(Saved data entries)
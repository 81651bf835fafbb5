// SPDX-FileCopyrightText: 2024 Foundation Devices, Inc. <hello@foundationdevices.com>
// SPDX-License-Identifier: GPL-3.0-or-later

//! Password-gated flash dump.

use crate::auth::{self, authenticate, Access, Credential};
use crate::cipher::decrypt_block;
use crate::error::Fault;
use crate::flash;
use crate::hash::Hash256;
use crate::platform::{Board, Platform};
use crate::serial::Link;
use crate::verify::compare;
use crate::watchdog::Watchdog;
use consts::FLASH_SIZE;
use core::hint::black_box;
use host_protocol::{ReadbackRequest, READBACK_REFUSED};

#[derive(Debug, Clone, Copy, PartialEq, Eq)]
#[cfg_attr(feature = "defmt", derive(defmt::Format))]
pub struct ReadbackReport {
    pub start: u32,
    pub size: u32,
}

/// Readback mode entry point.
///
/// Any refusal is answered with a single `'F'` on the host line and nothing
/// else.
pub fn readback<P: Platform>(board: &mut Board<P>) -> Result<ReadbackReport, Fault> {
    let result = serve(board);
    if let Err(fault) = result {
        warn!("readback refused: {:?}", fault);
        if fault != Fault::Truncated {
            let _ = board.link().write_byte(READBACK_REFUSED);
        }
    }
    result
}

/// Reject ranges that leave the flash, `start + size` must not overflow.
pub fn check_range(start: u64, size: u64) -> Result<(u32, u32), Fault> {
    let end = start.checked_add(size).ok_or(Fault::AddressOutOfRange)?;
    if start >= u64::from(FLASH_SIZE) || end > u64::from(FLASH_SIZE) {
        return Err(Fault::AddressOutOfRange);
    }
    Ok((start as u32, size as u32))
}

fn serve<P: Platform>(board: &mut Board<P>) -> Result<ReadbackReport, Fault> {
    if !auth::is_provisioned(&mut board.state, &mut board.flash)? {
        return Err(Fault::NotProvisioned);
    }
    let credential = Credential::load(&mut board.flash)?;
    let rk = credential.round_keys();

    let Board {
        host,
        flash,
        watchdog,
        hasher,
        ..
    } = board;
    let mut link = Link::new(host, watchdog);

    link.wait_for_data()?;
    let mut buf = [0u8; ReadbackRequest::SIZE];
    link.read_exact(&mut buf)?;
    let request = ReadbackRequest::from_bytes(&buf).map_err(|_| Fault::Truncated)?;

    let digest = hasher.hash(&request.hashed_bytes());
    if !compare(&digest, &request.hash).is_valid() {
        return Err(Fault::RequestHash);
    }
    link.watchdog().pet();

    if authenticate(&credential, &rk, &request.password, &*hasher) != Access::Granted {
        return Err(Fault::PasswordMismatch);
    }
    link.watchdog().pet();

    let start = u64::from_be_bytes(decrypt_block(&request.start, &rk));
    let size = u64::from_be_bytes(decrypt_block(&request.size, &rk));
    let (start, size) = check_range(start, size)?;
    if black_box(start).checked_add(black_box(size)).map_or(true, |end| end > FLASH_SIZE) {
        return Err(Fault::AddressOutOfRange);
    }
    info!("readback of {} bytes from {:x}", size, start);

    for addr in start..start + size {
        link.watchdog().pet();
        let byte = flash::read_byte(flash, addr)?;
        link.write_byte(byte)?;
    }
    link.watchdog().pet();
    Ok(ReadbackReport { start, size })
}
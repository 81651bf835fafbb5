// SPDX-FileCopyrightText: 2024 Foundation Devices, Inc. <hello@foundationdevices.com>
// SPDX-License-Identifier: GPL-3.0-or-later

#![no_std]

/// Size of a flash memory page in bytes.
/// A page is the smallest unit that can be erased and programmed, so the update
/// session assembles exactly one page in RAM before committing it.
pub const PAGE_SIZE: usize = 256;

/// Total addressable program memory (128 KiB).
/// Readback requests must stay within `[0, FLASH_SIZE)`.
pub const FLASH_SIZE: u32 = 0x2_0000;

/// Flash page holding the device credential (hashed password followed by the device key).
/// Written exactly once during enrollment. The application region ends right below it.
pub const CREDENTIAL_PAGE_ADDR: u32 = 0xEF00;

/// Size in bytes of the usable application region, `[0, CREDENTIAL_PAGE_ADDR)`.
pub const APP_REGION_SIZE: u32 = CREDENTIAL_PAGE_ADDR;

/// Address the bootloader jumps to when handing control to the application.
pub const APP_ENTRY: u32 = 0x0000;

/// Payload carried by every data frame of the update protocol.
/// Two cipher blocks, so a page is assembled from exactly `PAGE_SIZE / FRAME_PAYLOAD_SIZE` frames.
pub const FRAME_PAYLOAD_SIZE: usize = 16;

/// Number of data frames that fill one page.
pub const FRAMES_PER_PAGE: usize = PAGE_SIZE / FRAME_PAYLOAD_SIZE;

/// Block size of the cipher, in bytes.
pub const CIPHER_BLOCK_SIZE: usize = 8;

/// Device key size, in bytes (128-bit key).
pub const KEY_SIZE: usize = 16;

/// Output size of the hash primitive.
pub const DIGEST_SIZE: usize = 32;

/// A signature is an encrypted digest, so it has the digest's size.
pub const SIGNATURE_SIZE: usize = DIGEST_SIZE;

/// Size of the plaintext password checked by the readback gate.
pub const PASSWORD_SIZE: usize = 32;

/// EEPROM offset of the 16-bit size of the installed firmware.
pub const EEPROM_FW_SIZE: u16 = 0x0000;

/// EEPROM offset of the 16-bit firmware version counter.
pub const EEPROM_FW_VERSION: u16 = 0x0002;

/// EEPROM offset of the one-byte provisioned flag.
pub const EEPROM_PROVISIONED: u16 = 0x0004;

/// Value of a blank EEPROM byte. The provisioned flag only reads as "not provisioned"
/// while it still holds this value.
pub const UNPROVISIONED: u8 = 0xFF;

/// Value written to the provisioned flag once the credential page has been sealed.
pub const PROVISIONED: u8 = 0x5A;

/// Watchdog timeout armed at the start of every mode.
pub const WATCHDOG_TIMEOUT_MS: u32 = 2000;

* * *

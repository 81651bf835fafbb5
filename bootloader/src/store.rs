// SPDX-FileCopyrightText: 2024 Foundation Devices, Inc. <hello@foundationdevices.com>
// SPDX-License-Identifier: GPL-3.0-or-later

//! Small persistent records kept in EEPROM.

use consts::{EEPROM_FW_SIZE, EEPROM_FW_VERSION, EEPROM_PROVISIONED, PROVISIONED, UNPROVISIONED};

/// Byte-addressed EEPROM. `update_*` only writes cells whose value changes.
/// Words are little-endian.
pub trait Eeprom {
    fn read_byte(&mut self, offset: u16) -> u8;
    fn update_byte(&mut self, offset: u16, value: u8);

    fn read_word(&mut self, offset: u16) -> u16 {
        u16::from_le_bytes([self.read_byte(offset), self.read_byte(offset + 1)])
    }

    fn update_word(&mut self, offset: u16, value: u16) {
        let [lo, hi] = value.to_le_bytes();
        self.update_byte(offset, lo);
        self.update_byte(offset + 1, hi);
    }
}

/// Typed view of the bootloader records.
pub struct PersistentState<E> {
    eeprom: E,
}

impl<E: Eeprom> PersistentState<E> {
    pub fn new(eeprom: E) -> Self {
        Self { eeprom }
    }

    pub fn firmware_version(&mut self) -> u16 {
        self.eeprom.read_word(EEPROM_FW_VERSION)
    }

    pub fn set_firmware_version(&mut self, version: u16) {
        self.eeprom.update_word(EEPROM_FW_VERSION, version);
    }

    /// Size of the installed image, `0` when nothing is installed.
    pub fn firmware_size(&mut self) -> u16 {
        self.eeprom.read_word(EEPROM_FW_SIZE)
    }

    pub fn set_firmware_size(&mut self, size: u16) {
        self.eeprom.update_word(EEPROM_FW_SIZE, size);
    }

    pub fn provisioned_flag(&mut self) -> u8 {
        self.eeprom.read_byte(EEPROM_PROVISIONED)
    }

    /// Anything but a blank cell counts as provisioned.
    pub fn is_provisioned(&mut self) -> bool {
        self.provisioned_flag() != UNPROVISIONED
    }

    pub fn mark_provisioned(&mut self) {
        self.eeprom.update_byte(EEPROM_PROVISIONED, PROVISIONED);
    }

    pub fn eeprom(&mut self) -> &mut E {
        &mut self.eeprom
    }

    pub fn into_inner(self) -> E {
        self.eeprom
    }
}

== ASSIGNMENT ==
Starting with the line above that holds "of every mode." and stopping with the line that holds "pub const WATCHDOG_TIMEOUT_MS: u32 = 2000;", reproduce each line exactly, omitting all other lines.

== ANSWER TO THE PROBLEM ==
/// Watchdog timeout armed at the start of every mode.
pub const WATCHDOG_TIMEOUT_MS: u32 = 2000;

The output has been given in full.